As more and more people become part of the social networking phenomena and we see people not for their public selves but for the more flawed, and often tipsy version, it might eventually be that the bar (ironically enough) will be lowered. And so our political leaders and celebrities will be seen as normal human beings, capable of stuffing up like we all do.
Unfortunately, a drunken Facebook photo of the Queen is unlikely, albeit an amusing thought; the British Monarchy's Facebook page is limited to well-chosen remarks and public events. But the fact remains that with mobile phone cameras everywhere, anyone is a click away from public shaming. As recently occurred with a footballer, a dog and a tweet. I speak, of course, of Joel Monaghan's dog sex act photo, which as soon as it was in the public sphere went viral and cost the footballer his career. The event even warranted a tasteless, 3D animation.
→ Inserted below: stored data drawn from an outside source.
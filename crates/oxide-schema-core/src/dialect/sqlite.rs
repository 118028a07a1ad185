//! SQLite capability policy.

use super::{baseline_supported, Dialect};
use crate::change::Change;
use crate::model::{Index, Table};
use crate::names::NameMatch;

/// Prefix SQLite gives the indexes it creates for UNIQUE and PRIMARY KEY
/// constraints.
const AUTOINDEX_PREFIX: &str = "sqlite_autoindex_";

/// SQLite: `ALTER TABLE` can append columns, drop unconstrained columns
/// and nothing else. Indexes are separate objects and can be created or
/// dropped freely.
#[derive(Debug, Clone, Copy, Default)]
pub struct SqliteDialect;

impl SqliteDialect {
    /// Creates a new SQLite dialect.
    #[must_use]
    pub const fn new() -> Self {
        Self
    }
}

impl Dialect for SqliteDialect {
    fn name(&self) -> &'static str {
        "sqlite"
    }

    fn is_supported(&self, intermediate: &Table, change: &Change) -> bool {
        match change {
            // ADD COLUMN cannot carry PRIMARY KEY, and AUTOINCREMENT only
            // exists on an INTEGER PRIMARY KEY.
            Change::AddColumn(c) if c.column.primary_key || c.column.auto_increment => false,
            // DROP COLUMN (3.35+) fails on key, indexed or referencing
            // columns.
            Change::RemoveColumn(c) => {
                // Lookups are case-insensitive: SQLite identifiers are.
                let names = NameMatch::CaseInsensitive;
                let name = c.column.name.as_str();
                !intermediate
                    .find_column(name, names)
                    .is_some_and(|col| col.primary_key)
                    && !intermediate.indexes.iter().any(|i| i.covers(name, names))
                    && !intermediate
                        .foreign_keys
                        .iter()
                        .any(|fk| fk.uses_local_column(name, names))
            }
            Change::AddIndex(_) | Change::RemoveIndex(_) => true,
            Change::AddPrimaryKey(_) => false,
            _ => baseline_supported(intermediate, change),
        }
    }

    /// Autoindexes backing the primary key are internal. Those backing a
    /// UNIQUE constraint carry the constraint and are compared.
    fn is_internal_index(&self, table: &Table, index: &Index) -> bool {
        let primary_key = table.primary_key_columns();
        index
            .name
            .as_deref()
            .is_some_and(|n| n.starts_with(AUTOINDEX_PREFIX))
            && !primary_key.is_empty()
            && NameMatch::CaseInsensitive.matches_all(&index.columns, &primary_key)
    }
}

#[cfg(test)]
mod tests {
    use super::*;
    use crate::change::{AddColumn, AddPrimaryKey, RemoveColumn, RemoveIndex};
    use crate::model::{Column, ForeignKey, TypeCode};

    fn orders() -> Table {
        Table::new("orders")
            .column(Column::new("id", TypeCode::Integer).primary_key())
            .column(Column::new("customer_id", TypeCode::Integer))
            .column(Column::new("note", TypeCode::Varchar))
            .column(Column::new("code", TypeCode::Varchar))
            .index(Index::new("idx_code", &["code"]))
            .foreign_key(ForeignKey::new("fk_customer", "customers").reference("customer_id", "id"))
    }

    fn remove(name: &str) -> Change {
        Change::RemoveColumn(RemoveColumn {
            table: "orders".into(),
            column: Column::new(name, TypeCode::Varchar),
        })
    }

    #[test]
    fn drop_column_only_when_unconstrained() {
        let dialect = SqliteDialect::new();
        assert!(dialect.is_supported(&orders(), &remove("note")));
        assert!(!dialect.is_supported(&orders(), &remove("id")));
        assert!(!dialect.is_supported(&orders(), &remove("code")));
        assert!(!dialect.is_supported(&orders(), &remove("customer_id")));
    }

    #[test]
    fn dropping_the_index_first_frees_the_column() {
        let dialect = SqliteDialect::new();
        let batch = vec![
            Change::RemoveIndex(RemoveIndex {
                table: "orders".into(),
                index: Index::new("idx_code", &["code"]),
            }),
            remove("code"),
        ];
        assert!(dialect.are_supported(&orders(), &batch, NameMatch::CaseSensitive));
    }

    #[test]
    fn add_column_restrictions() {
        let dialect = SqliteDialect::new();
        let nullable = Change::AddColumn(AddColumn {
            table: "orders".into(),
            column: Column::new("memo", TypeCode::Varchar),
            previous_column: Some("code".into()),
            next_column: None,
        });
        assert!(dialect.is_supported(&orders(), &nullable));

        let generated = Change::AddColumn(AddColumn {
            table: "orders".into(),
            column: Column::new("seq", TypeCode::Integer).auto_increment(),
            previous_column: Some("code".into()),
            next_column: None,
        });
        assert!(!dialect.is_supported(&orders(), &generated));

        let pk = Change::AddPrimaryKey(AddPrimaryKey {
            table: "orders".into(),
            columns: vec!["id".into()],
        });
        assert!(!dialect.is_supported(&orders(), &pk));
    }

    #[test]
    fn primary_key_autoindex_is_internal() {
        let dialect = SqliteDialect::new();
        let table = orders();
        assert!(dialect.is_internal_index(
            &table,
            &Index::new("sqlite_autoindex_orders_1", &["id"])
        ));
        assert!(!dialect.is_internal_index(
            &table,
            &Index::new("sqlite_autoindex_orders_2", &["code"]).unique()
        ));
        assert!(!dialect.is_internal_index(&table, &Index::new("idx_code", &["code"])));
        assert!(!dialect.is_internal_index(&table, &Index::unnamed(&["code"])));
    }
}
//! oxide-schema CLI
//!
//! Compares two model snapshots and prints the migration plan.

use std::path::PathBuf;

use clap::Parser;
use tracing::Level;
use tracing_subscriber::FmtSubscriber;

use oxide_schema_cli::{run, Options, OutputFormat};
use oxide_schema_core::DialectKind;

/// Plan schema changes between two database model snapshots.
#[derive(Parser)]
#[command(name = "oxide-schema")]
#[command(author, version, about, long_about = None)]
struct Cli {
    /// Current model (JSON snapshot).
    source: PathBuf,

    /// Desired model (JSON snapshot).
    target: PathBuf,

    /// Target dialect: generic, sqlite, postgres, mysql or derby.
    #[arg(short, long, env = "OXIDE_SCHEMA_DIALECT", default_value = "generic")]
    dialect: DialectKind,

    /// Match table, column and constraint names ignoring case.
    #[arg(short = 'i', long)]
    case_insensitive: bool,

    /// Output format.
    #[arg(short, long, value_enum, default_value_t = OutputFormat::Text)]
    format: OutputFormat,

    /// Enable verbose output.
    #[arg(short, long)]
    verbose: bool,
}

fn main() -> anyhow::Result<()> {
    let cli = Cli::parse();

    // Setup logging
    let log_level = if cli.verbose {
        Level::DEBUG
    } else {
        Level::INFO
    };
    let subscriber = FmtSubscriber::builder()
        .with_max_level(log_level)
        .with_target(false)
        .without_time()
        .with_writer(std::io::stderr)
        .finish();
    tracing::subscriber::set_global_default(subscriber)?;

    let options = Options {
        dialect: cli.dialect,
        case_insensitive: cli.case_insensitive,
        format: cli.format,
    };
    let output = run(&cli.source, &cli.target, &options)?;
    println!("{output}");
    Ok(())
}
But as this next Facebook generation gets into public office, becomes teachers and police officers, let's hope your average silly drunken photo will not suffice to be labelled a scandal and cause them to lose their jobs.
For now we seem to still be in "oh my God" mode. There's always a news story of someone's stupidity gone public. A Canadian politician had to resign because he had some racy photos on Facebook, teachers in Queensland were investigated because there were Facebook photos of them dressed up in schoolgirl uniforms and finally the viral YouTube sensation of the cop rapping to a crowd rhyming "homo" with "watch gay porn in slow-mo". The officer was, in fact, praised for diffusing a tense situation but was talked to about his poor choice of words.
But shock sells, especially when people are easily and without context able to judge others on a photo, tweet or status. Of course, celebrities and political leaders do stupid things but so do you, yes, you reader. Imagine if every mistake (picture of you vomiting, smoking weed or stupid text) was broadcast worldwide, preventing you from continuing on in your offline world.
In the European Union they're even considering legislating for an "online right to be forgotten", particularly making sure that deleted photos on sites such as Facebook stay deleted and do not come back to haunt their owners.
In Australia, however, there is very little in the way of concrete legal underpinnings to a right to privacy and nothing like what the EU laws are trying to do, i.e catch up with modern technology and data protection. Many websites these days now regularly stalk their readers, providing lots of info about click habits for advertisers. Even political websites, those of Barry O'Farrell, Kristina Keneally, Tony Abbott and the Greens all leave a trail of cookie crumbles, so to speak, which allow third parties to follow your online tendencies.
But maybe we should just get rid of this "privacy" business all together; just unbutton, open the fly of the jeans of humanity and let everything hang loose. If technology is just shoving us along in that direction anyway, let's throw human dignity to the wind and say "here I am, drunk on Facebook and who gives a toss".
But we don't and until the day where every little indiscretion can be forgiven as soon as it has occurred then the future will be laden with those politicians, teachers, policeman and celebrities, furiously attempting to rub their online histories clean for public viewing and plenty of gotcha moments for those that don't.
Unless of course we go with Stephen Colbert's suggestion to simply get plastic surgery, change our names and move away from friends and relatives. Even if the Queen is on Facebook, that is a future I don't particularly want to live in.
Bella Counihan works in the Canberra press gallery and writes for The National Times.